Abstract
Non-small cell lung cancer (NSCLC) can be identified by precise molecular subsets based on genomic alterations that drive tumorigenesis and include mutations in EGFR, KRAS, and various ALK fusions. However, despite effective treatments for EGFR and ALK, promising therapeutics have not been developed for patients with KRAS mutations. It has been reported that one way the RAS-ERK pathway contributes to tumorigenesis is by affecting stability and localization of FOXO3a protein, an important regulator of cell death and the cell cycle. This is through regulation of apoptotic proteins BIM and FASL and cell-cycle regulators p21Cip1 and p27Kip1 We now show that an HDAC inhibitor affects the expression and localization of FOXO proteins and wanted to determine whether the combination of a MEK inhibitor with an HDAC inhibitor would increase the sensitivity of NSCLC with KRAS mutation. Combined treatment with a MEK inhibitor and an HDAC inhibitor showed synergistic effects on cell metabolic activity of RAS-mutated lung cancer cells through activation of FOXOs, with a subsequent increase in BIM and cell-cycle inhibitors.

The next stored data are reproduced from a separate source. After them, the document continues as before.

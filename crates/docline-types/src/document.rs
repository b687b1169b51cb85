use crate::error::TypeError;
use crate::path::{get_at_path, remove_at_path, segments, set_at_path};
use crate::value::{Map, Value};

/// A live, mutable document with local change tracking.
///
/// `set` and `unset` record the touched path together with every ancestor
/// path, in the order they were first touched. The persistence layer calls
/// [`Document::mark_persisted`] once the state has been written, which clears
/// the dirty state.
#[derive(Clone, Debug, PartialEq)]
pub struct Document {
    fields: Map,
    is_new: bool,
    modified: Vec<String>,
}

impl Document {
    /// A document that has never been persisted.
    pub fn new(fields: Map) -> Self {
        let modified = fields.keys().cloned().collect();
        Self {
            fields,
            is_new: true,
            modified,
        }
    }

    /// A document loaded from the store with no local changes.
    pub fn from_persisted(fields: Map) -> Self {
        Self {
            fields,
            is_new: false,
            modified: Vec::new(),
        }
    }

    pub fn fields(&self) -> &Map {
        &self.fields
    }

    pub fn get(&self, path: &str) -> Option<&Value> {
        get_at_path(&self.fields, path)
    }

    pub fn is_new(&self) -> bool {
        self.is_new
    }

    /// Paths modified since the last persist, ancestors included.
    pub fn modified_paths(&self) -> &[String] {
        &self.modified
    }

    pub fn is_modified(&self) -> bool {
        !self.modified.is_empty()
    }

    /// Returns `true` if the document holds state not yet committed.
    pub fn is_dirty(&self) -> bool {
        self.is_new || self.is_modified()
    }

    pub fn set(&mut self, path: &str, value: impl Into<Value>) -> Result<(), TypeError> {
        set_at_path(&mut self.fields, path, value.into())?;
        self.touch(path);
        Ok(())
    }

    /// Remove the field at `path`. Removing a missing field is a no-op.
    pub fn unset(&mut self, path: &str) -> Option<Value> {
        let removed = remove_at_path(&mut self.fields, path);
        if removed.is_some() {
            self.touch(path);
        }
        removed
    }

    /// Overwrite top-level fields with a reconstructed historical state.
    pub fn apply_restored(&mut self, restored: Map) -> Result<(), TypeError> {
        for (key, value) in restored {
            self.set(&key, value)?;
        }
        Ok(())
    }

    pub fn mark_persisted(&mut self) {
        self.is_new = false;
        self.modified.clear();
    }

    fn touch(&mut self, path: &str) {
        let mut prefix = String::new();
        for part in segments(path) {
            if !prefix.is_empty() {
                prefix.push('.');
            }
            prefix.push_str(part);
            if !self.modified.iter().any(|p| p == &prefix) {
                self.modified.push(prefix.clone());
            }
        }
    }
}
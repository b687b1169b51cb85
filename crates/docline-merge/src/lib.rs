//! Merge engine for docline.
//!
//! Folds an ordered sequence of patches into a single reconstructed
//! document: objects deep-merge, arrays replace outright, and a tombstone
//! ends the fold as "deleted".

pub mod error;
pub mod merge;
pub mod reconstruct;

pub use error::{MergeError, MergeResult};
pub use merge::deep_merge;
pub use reconstruct::{reconstruct, template_from_schema, Reconstruction};
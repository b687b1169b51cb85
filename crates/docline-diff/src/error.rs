//! Error types for the diff crate.

use docline_types::TypeError;

/// Errors that can occur while building a patch.
#[derive(Debug, Clone, PartialEq, Eq, thiserror::Error)]
pub enum DiffError {
    /// A touched path could not be written into the patch tree.
    #[error("cannot write patch path: {0}")]
    Path(#[from] TypeError),
}

/// Convenience alias for diff results.
pub type DiffResult<T> = Result<T, DiffError>;
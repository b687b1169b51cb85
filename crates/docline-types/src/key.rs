use std::fmt;

use serde::{Deserialize, Serialize};
use uuid::Uuid;

use crate::error::TypeError;
use crate::value::Value;

/// Declared type of a document's primary key.
#[derive(Clone, Copy, Debug, Default, PartialEq, Eq, Hash, Serialize, Deserialize)]
#[serde(rename_all = "snake_case")]
pub enum KeyType {
    /// Opaque unique identifier (UUID v7 when generated).
    #[default]
    Id,
    Int,
    String,
}

impl fmt::Display for KeyType {
    fn fmt(&self, f: &mut fmt::Formatter<'_>) -> fmt::Result {
        match self {
            Self::Id => write!(f, "id"),
            Self::Int => write!(f, "int"),
            Self::String => write!(f, "string"),
        }
    }
}

/// Identity of a versioned document: the value of its primary-key field.
///
/// Serializes as the bare key (`"0190..."`, `42`, `"alice"`), matching the
/// `document` column of stored patches.
#[derive(Clone, PartialEq, Eq, Hash, PartialOrd, Ord, Serialize, Deserialize)]
#[serde(untagged)]
pub enum DocumentKey {
    Int(i64),
    Id(Uuid),
    String(String),
}

impl DocumentKey {
    /// Generate a fresh opaque identifier.
    pub fn generate() -> Self {
        Self::Id(Uuid::now_v7())
    }

    /// Extract a key of the declared type from a field value.
    pub fn from_value(value: &Value, key_type: KeyType) -> Result<Self, TypeError> {
        match (key_type, value) {
            (KeyType::Id, Value::Id(id)) => Ok(Self::Id(*id)),
            (KeyType::Id, Value::String(s)) => Uuid::parse_str(s).map(Self::Id).map_err(|_| {
                TypeError::KeyTypeMismatch {
                    expected: key_type.to_string(),
                    actual: "string".into(),
                }
            }),
            (KeyType::Int, Value::Int(n)) => Ok(Self::Int(*n)),
            (KeyType::String, Value::String(s)) => Ok(Self::String(s.clone())),
            (expected, actual) => Err(TypeError::KeyTypeMismatch {
                expected: expected.to_string(),
                actual: actual.kind().to_string(),
            }),
        }
    }

    /// The key as a document field value.
    pub fn to_value(&self) -> Value {
        match self {
            Self::Id(id) => Value::Id(*id),
            Self::Int(n) => Value::Int(*n),
            Self::String(s) => Value::String(s.clone()),
        }
    }

    pub fn key_type(&self) -> KeyType {
        match self {
            Self::Id(_) => KeyType::Id,
            Self::Int(_) => KeyType::Int,
            Self::String(_) => KeyType::String,
        }
    }

    /// Whether two keys name the same document once written to storage.
    ///
    /// The bare-value encoding cannot tell an `Id` from a string holding the
    /// same UUID, so those compare equal here.
    pub fn same_identity(&self, other: &Self) -> bool {
        match (self, other) {
            (Self::Id(id), Self::String(s)) | (Self::String(s), Self::Id(id)) => {
                Uuid::parse_str(s).is_ok_and(|parsed| parsed == *id)
            }
            _ => self == other,
        }
    }
}

impl fmt::Debug for DocumentKey {
    fn fmt(&self, f: &mut fmt::Formatter<'_>) -> fmt::Result {
        write!(f, "DocumentKey({self})")
    }
}

impl fmt::Display for DocumentKey {
    fn fmt(&self, f: &mut fmt::Formatter<'_>) -> fmt::Result {
        match self {
            Self::Id(id) => write!(f, "{id}"),
            Self::Int(n) => write!(f, "{n}"),
            Self::String(s) => write!(f, "{s}"),
        }
    }
}

impl From<Uuid> for DocumentKey {
    fn from(id: Uuid) -> Self {
        Self::Id(id)
    }
}

impl From<i64> for DocumentKey {
    fn from(n: i64) -> Self {
        Self::Int(n)
    }
}

impl From<&str> for DocumentKey {
    fn from(s: &str) -> Self {
        Self::String(s.to_string())
    }
}

#[cfg(test)]
mod tests {
    use super::*;

    #[test]
    fn extract_matching_types() {
        let id = Uuid::now_v7();
        assert_eq!(
            DocumentKey::from_value(&Value::Id(id), KeyType::Id).unwrap(),
            DocumentKey::Id(id)
        );
        assert_eq!(
            DocumentKey::from_value(&Value::Int(7), KeyType::Int).unwrap(),
            DocumentKey::Int(7)
        );
        assert_eq!(
            DocumentKey::from_value(&Value::from("alice"), KeyType::String).unwrap(),
            DocumentKey::from("alice")
        );
    }

    #[test]
    fn id_key_accepts_uuid_strings() {
        let id = Uuid::now_v7();
        let key = DocumentKey::from_value(&Value::String(id.to_string()), KeyType::Id).unwrap();
        assert_eq!(key, DocumentKey::Id(id));
    }

    #[test]
    fn mismatched_type_is_rejected() {
        let err = DocumentKey::from_value(&Value::from("x"), KeyType::Int).unwrap_err();
        assert_eq!(
            err,
            TypeError::KeyTypeMismatch {
                expected: "int".into(),
                actual: "string".into()
            }
        );
    }

    #[test]
    fn serializes_as_bare_value() {
        assert_eq!(serde_json::to_string(&DocumentKey::Int(3)).unwrap(), "3");
        assert_eq!(
            serde_json::to_string(&DocumentKey::from("bob")).unwrap(),
            "\"bob\""
        );
        let id = Uuid::now_v7();
        let parsed: DocumentKey = serde_json::from_str(&format!("\"{id}\"")).unwrap();
        assert_eq!(parsed, DocumentKey::Id(id));
    }

    #[test]
    fn uuid_shaped_string_shares_identity_with_id() {
        let id = Uuid::now_v7();
        let as_string = DocumentKey::String(id.to_string());
        assert_ne!(as_string, DocumentKey::Id(id));
        assert!(as_string.same_identity(&DocumentKey::Id(id)));
        assert!(DocumentKey::Id(id).same_identity(&as_string));
        assert!(!as_string.same_identity(&DocumentKey::generate()));
        assert!(!DocumentKey::from("7").same_identity(&DocumentKey::Int(7)));
    }

    #[test]
    fn generated_keys_are_unique() {
        assert_ne!(DocumentKey::generate(), DocumentKey::generate());
    }
}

Moreover, in a mouse xenograft model, the combination of belinostat and trametinib significantly decreases tumor formation through FOXOs by increasing BIM and the cell-cycle inhibitors p21Cip1 and p27Kip1 These results demonstrate that control of FOXOs localization and expression is critical in RAS-driven lung cancer cells, suggesting that the dual molecular-targeted therapy for MEK and HDACs may be promising as novel therapeutic strategy in NSCLC with specific populations of RAS mutations. Mol Cancer Ther; 17(1); 17-25. ©2017 AACR.
Highlights
Lung cancer is the leading cause of malignancy-related deaths worldwide [1]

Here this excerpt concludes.